1959 October 06 Tuesday 13:38

“This place is really… impressive,” Ruth said. “I never saw a house built like it, one huge room, with no walls.”

“I did it myself,” Sherman told her. “It started out as kind of a hobby. I bought the land when I was just a kid. It was a few years into the Depression. I was already a cop, so I wasn’t worried about having a job, but I couldn’t afford to buy a house. And what does a man living alone need a house for, anyway? So I thought I’d invest in a piece of land and sell it someday. Like the big shots do, only just this little bit.

“I started out by clearing the land. Coming up here on my days off. I guess that’s when the idea came to me.”

“How long did it take you to finish it?”

“It’s still not finished,” Sherman said, ruefully. “At the rate I’m going, it may never be. But it’s good enough to live in. For me, anyway.”

“Where did you learn how to do all the… things you have to do? To build a house, I mean.”

“I just read about it. At the library. They’ve got books on everything there. Plumbing-you can’t get city water out this far; I’ve got a well-electricity, everything. I didn’t always get it right the first time, but I just kept worrying at it until I solved it.”

“Like one of your cases?”

“That’s exactly what it’s like,” Sherman said, looking at Ruth with open admiration. “You collect as much information as you can. Then you take whatever you want to test-it doesn’t matter if we’re talking about a plumbing line or a theory-and you try it out, see if it’ll hold up.

“You put a lot of pressure on it,” the big man explained. “Work slow and careful. Keep good notes. Check and recheck. Never let your emotions get in the way. Just because you want something to turn out a certain way doesn’t mean it will. If you let what you want… influence you, the whole thing falls down.”

Ruth made a complete circuit of the big room, then seated herself elegantly on a couch made of wide, rough-hewn pine planks, covered with a heavy Indian-pattern blanket.

“How did you learn the carpentry part?” she asked. “Was that from books, too? Or did your father teach you?”

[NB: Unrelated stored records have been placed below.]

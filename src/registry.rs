//! 规则注册表
//!
//! 保存当前生效的规则全集，接收配置源的全量替换推送。
//! 更新采用写时复制：在旁侧构建全新映射后整体换入，读取方
//! 始终面对一份不可变快照；指标的创建与回收与换入动作对外
//! 表现为一次原子更新。

use crate::constants::WILDCARD_LIMIT_ORIGIN;
use crate::metrics::{MetricRegistry, ParamMetricRegistry};
use crate::rules::{FlowRule, ParamRule};
use ahash::AHashMap;
use parking_lot::{Mutex, RwLock};
use std::sync::Arc;
use tracing::{debug, warn};

type FlowRuleMap = AHashMap<u64, Arc<FlowRule>>;
type ParamRuleMap = AHashMap<u64, Arc<ParamRule>>;

/// 流控规则表
pub struct FlowRuleTable {
    snapshot: RwLock<Arc<FlowRuleMap>>,
    update_lock: Mutex<()>,
    metrics: Arc<MetricRegistry>,
}

impl FlowRuleTable {
    /// 创建空规则表，指标生命周期由本表驱动
    pub fn new(metrics: Arc<MetricRegistry>) -> Self {
        Self {
            snapshot: RwLock::new(Arc::new(FlowRuleMap::new())),
            update_lock: Mutex::new(()),
            metrics,
        }
    }

    /// 全量替换规则集
    ///
    /// 过滤非集群规则；非法条目告警后丢弃，不影响其余条目。
    /// 新增规则的指标在快照换入前就绪，消失规则的指标在换入后
    /// 回收，读取方不会看到有规则无指标的中间态。
    pub fn on_update(&self, raw: Vec<FlowRule>) {
        let _guard = self.update_lock.lock();

        let mut next = FlowRuleMap::with_capacity(raw.len());
        for mut rule in raw {
            if !rule.cluster {
                continue;
            }
            if let Err(reason) = rule.validate() {
                warn!(rule_id = rule.id, %reason, "忽略非法流控规则");
                continue;
            }
            if rule.limit_origin.trim().is_empty() {
                rule.limit_origin = WILDCARD_LIMIT_ORIGIN.to_string();
            }
            if next.insert(rule.id, Arc::new(rule)).is_some() {
                warn!("流控规则 id 重复，保留后者");
            }
        }

        for id in next.keys() {
            self.metrics.get_or_create(*id);
        }

        let next = Arc::new(next);
        let prev = {
            let mut snapshot = self.snapshot.write();
            std::mem::replace(&mut *snapshot, Arc::clone(&next))
        };

        for id in prev.keys() {
            if !next.contains_key(id) {
                self.metrics.remove(*id);
            }
        }

        debug!(rules = next.len(), "流控规则表已更新");
    }

    /// 按 id 取规则；id 为 0 或缺失返回 `None`
    pub fn get_by_id(&self, id: u64) -> Option<Arc<FlowRule>> {
        if id == 0 {
            return None;
        }
        self.snapshot.read().get(&id).cloned()
    }

    /// 当前规则数量
    pub fn len(&self) -> usize {
        self.snapshot.read().len()
    }

    /// 是否为空
    pub fn is_empty(&self) -> bool {
        self.snapshot.read().is_empty()
    }
}

/// 热点参数规则表
///
/// 结构与 [`FlowRuleTable`] 一致，驱动参数指标的生命周期。
pub struct ParamRuleTable {
    snapshot: RwLock<Arc<ParamRuleMap>>,
    update_lock: Mutex<()>,
    metrics: Arc<ParamMetricRegistry>,
}

impl ParamRuleTable {
    /// 创建空规则表
    pub fn new(metrics: Arc<ParamMetricRegistry>) -> Self {
        Self {
            snapshot: RwLock::new(Arc::new(ParamRuleMap::new())),
            update_lock: Mutex::new(()),
            metrics,
        }
    }

    /// 全量替换规则集，语义同 [`FlowRuleTable::on_update`]
    pub fn on_update(&self, raw: Vec<ParamRule>) {
        let _guard = self.update_lock.lock();

        let mut next = ParamRuleMap::with_capacity(raw.len());
        for rule in raw {
            if !rule.cluster {
                continue;
            }
            if let Err(reason) = rule.validate() {
                warn!(rule_id = rule.id, %reason, "忽略非法参数规则");
                continue;
            }
            if next.insert(rule.id, Arc::new(rule)).is_some() {
                warn!("参数规则 id 重复，保留后者");
            }
        }

        for id in next.keys() {
            self.metrics.get_or_create(*id);
        }

        let next = Arc::new(next);
        let prev = {
            let mut snapshot = self.snapshot.write();
            std::mem::replace(&mut *snapshot, Arc::clone(&next))
        };

        for id in prev.keys() {
            if !next.contains_key(id) {
                self.metrics.remove(*id);
            }
        }

        debug!(rules = next.len(), "参数规则表已更新");
    }

    /// 按 id 取规则；id 为 0 或缺失返回 `None`
    pub fn get_by_id(&self, id: u64) -> Option<Arc<ParamRule>> {
        if id == 0 {
            return None;
        }
        self.snapshot.read().get(&id).cloned()
    }

    /// 当前规则数量
    pub fn len(&self) -> usize {
        self.snapshot.read().len()
    }

    /// 是否为空
    pub fn is_empty(&self) -> bool {
        self.snapshot.read().is_empty()
    }
}

#[cfg(test)]
mod tests {
    use super::*;
    use crate::rules::ThresholdKind;

    fn flow_rule(id: u64, threshold: f64) -> FlowRule {
        FlowRule {
            id,
            resource: format!("resource-{}", id),
            threshold,
            threshold_kind: ThresholdKind::Global,
            ..FlowRule::default()
        }
    }

    #[test]
    fn test_update_creates_and_removes_metrics() {
        let metrics = Arc::new(MetricRegistry::new());
        let table = FlowRuleTable::new(Arc::clone(&metrics));

        table.on_update(vec![flow_rule(1, 10.0), flow_rule(2, 20.0)]);
        assert_eq!(table.len(), 2);
        assert!(metrics.get(1).is_some());
        assert!(metrics.get(2).is_some());

        // 规则 1 从全量列表中消失，指标随之回收
        table.on_update(vec![flow_rule(2, 20.0)]);
        assert!(table.get_by_id(1).is_none());
        assert!(metrics.get(1).is_none());
        assert!(table.get_by_id(2).is_some());
        assert!(metrics.get(2).is_some());
    }

    #[test]
    fn test_invalid_rules_dropped_without_aborting() {
        let metrics = Arc::new(MetricRegistry::new());
        let table = FlowRuleTable::new(Arc::clone(&metrics));

        table.on_update(vec![
            flow_rule(1, 10.0),
            flow_rule(0, 5.0),      // id 非法
            flow_rule(3, f64::NAN), // 阈值非法
            FlowRule {
                resource: "  ".to_string(),
                ..flow_rule(4, 1.0)
            },
        ]);

        assert_eq!(table.len(), 1);
        assert!(table.get_by_id(1).is_some());
        assert!(metrics.get(3).is_none());
    }

    #[test]
    fn test_non_cluster_rules_filtered() {
        let metrics = Arc::new(MetricRegistry::new());
        let table = FlowRuleTable::new(metrics);

        let mut local = flow_rule(5, 10.0);
        local.cluster = false;
        table.on_update(vec![local]);
        assert!(table.is_empty());
    }

    #[test]
    fn test_blank_origin_defaults_to_wildcard() {
        let metrics = Arc::new(MetricRegistry::new());
        let table = FlowRuleTable::new(metrics);

        table.on_update(vec![flow_rule(1, 10.0)]);
        let rule = table.get_by_id(1).unwrap();
        assert_eq!(rule.limit_origin, WILDCARD_LIMIT_ORIGIN);
    }

    #[test]
    fn test_zero_id_always_absent() {
        let metrics = Arc::new(MetricRegistry::new());
        let table = FlowRuleTable::new(metrics);
        assert!(table.get_by_id(0).is_none());
    }

    #[test]
    fn test_param_table_lifecycle() {
        let metrics = Arc::new(ParamMetricRegistry::new());
        let table = ParamRuleTable::new(Arc::clone(&metrics));

        let rule = ParamRule {
            id: 9,
            param_idx: 1,
            threshold: 5.0,
            threshold_kind: ThresholdKind::Global,
            cluster: true,
        };
        table.on_update(vec![rule.clone(), ParamRule { param_idx: 0, ..rule }]);

        // 同 id 的非法条目被丢弃，合法条目保留
        assert_eq!(table.len(), 1);
        assert!(metrics.get(9).is_some());

        table.on_update(vec![]);
        assert!(table.get_by_id(9).is_none());
        assert!(metrics.get(9).is_none());
    }
}
//! Copyright (c) 2026, Kirky.X
//!
//! MIT License
//!
//! Hot Parameter Metric
//!
//! Per-rule rolling counters keyed by distinct parameter value. Capacity
//! is bounded; when full, the stalest tracked value is evicted so a
//! high-cardinality parameter cannot grow the map without limit.

use crate::constants::{
    PARAMS_MAX_CAPACITY, PARAM_EVICTION_SAMPLE, WINDOW_INTERVAL_MS, WINDOW_SAMPLE_COUNT,
};
use crate::metrics::window::BucketLeapArray;
use crate::param_value::ParamValue;
use dashmap::DashMap;
use std::sync::Arc;

/// Counter slot inside each per-value window.
const VALUE_EVENT: usize = 0;

/// Rolling per-value counters for one hot-parameter rule.
pub struct ClusterParamMetric {
    values: DashMap<ParamValue, Arc<BucketLeapArray>>,
    capacity: usize,
}

impl ClusterParamMetric {
    /// Creates a metric with the default capacity bound.
    pub fn new() -> Self {
        Self::with_capacity(PARAMS_MAX_CAPACITY)
    }

    /// Creates a metric tracking at most `capacity` distinct values.
    pub fn with_capacity(capacity: usize) -> Self {
        Self {
            values: DashMap::new(),
            capacity: capacity.max(1),
        }
    }

    /// Windowed per-second average for one value; 0.0 when untracked.
    pub fn avg(&self, value: &ParamValue) -> f64 {
        self.values
            .get(value)
            .map(|counter| counter.avg(VALUE_EVENT))
            .unwrap_or(0.0)
    }

    /// Adds `weight` to the value's current bucket.
    pub fn add(&self, value: &ParamValue, weight: u64) {
        if let Some(counter) = self.values.get(value) {
            counter.add(VALUE_EVENT, weight);
            return;
        }
        if self.values.len() >= self.capacity {
            self.evict_stalest();
        }
        let counter = self
            .values
            .entry(value.clone())
            .or_insert_with(|| {
                Arc::new(BucketLeapArray::new(WINDOW_SAMPLE_COUNT, WINDOW_INTERVAL_MS, 1))
            })
            .clone();
        counter.add(VALUE_EVENT, weight);
    }

    /// Number of distinct values currently tracked.
    pub fn value_count(&self) -> usize {
        self.values.len()
    }

    /// Drops the stalest entry among a small sample.
    ///
    /// Sampling keeps eviction O(1)-ish instead of scanning the whole map;
    /// the last-touched bucket timestamp is the recency signal.
    fn evict_stalest(&self) {
        let mut stalest: Option<(ParamValue, u64)> = None;
        for entry in self.values.iter().take(PARAM_EVICTION_SAMPLE) {
            let touched = entry.value().last_touched_ms();
            if stalest.as_ref().map_or(true, |(_, t)| touched < *t) {
                stalest = Some((entry.key().clone(), touched));
            }
        }
        if let Some((key, _)) = stalest {
            self.values.remove(&key);
        }
    }
}

impl Default for ClusterParamMetric {
    fn default() -> Self {
        Self::new()
    }
}

/// Registry of hot-parameter metrics, keyed by rule id.
///
/// Same lifecycle contract as [`crate::metrics::MetricRegistry`]:
/// idempotent create/remove, sentinel `None` on absent ids.
#[derive(Default)]
pub struct ParamMetricRegistry {
    metrics: DashMap<u64, Arc<ClusterParamMetric>>,
}

impl ParamMetricRegistry {
    /// Creates an empty registry.
    pub fn new() -> Self {
        Self::default()
    }

    /// Returns the metric for `rule_id`, creating it if absent.
    pub fn get_or_create(&self, rule_id: u64) -> Arc<ClusterParamMetric> {
        self.metrics
            .entry(rule_id)
            .or_insert_with(|| Arc::new(ClusterParamMetric::new()))
            .clone()
    }

    /// Returns the metric for `rule_id` if present.
    pub fn get(&self, rule_id: u64) -> Option<Arc<ClusterParamMetric>> {
        self.metrics.get(&rule_id).map(|entry| entry.clone())
    }

    /// Removes the metric for `rule_id`.
    pub fn remove(&self, rule_id: u64) {
        self.metrics.remove(&rule_id);
    }

    /// Number of live metrics.
    pub fn len(&self) -> usize {
        self.metrics.len()
    }

    /// Whether the registry is empty.
    pub fn is_empty(&self) -> bool {
        self.metrics.is_empty()
    }
}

“The only thing my father ever taught me was to fear him,” Sherman Layne said, his voice as quiet as cancer. “Until the day I taught him to fear me.”

1959 October 06 Tuesday 13:47

“What do you mean, ‘find’ me?” Tussy said.

“Would it be enough if I promise to tell you everything?” Dett replied. “Not now, before I leave. If you don’t want to see any more of me until then, I’ll understand. I wouldn’t blame you.”

“I thought you were going to take me out again tonight,” she said, making a pouty motion with her mouth.

“I am. I mean, I’ll take you anywhere you want to-”

“You know where I’d like to go? The drive-in. I haven’t been there in a million years. But I looked in the paper this morning, and North by Northwest is playing. I really wanted to see that one.”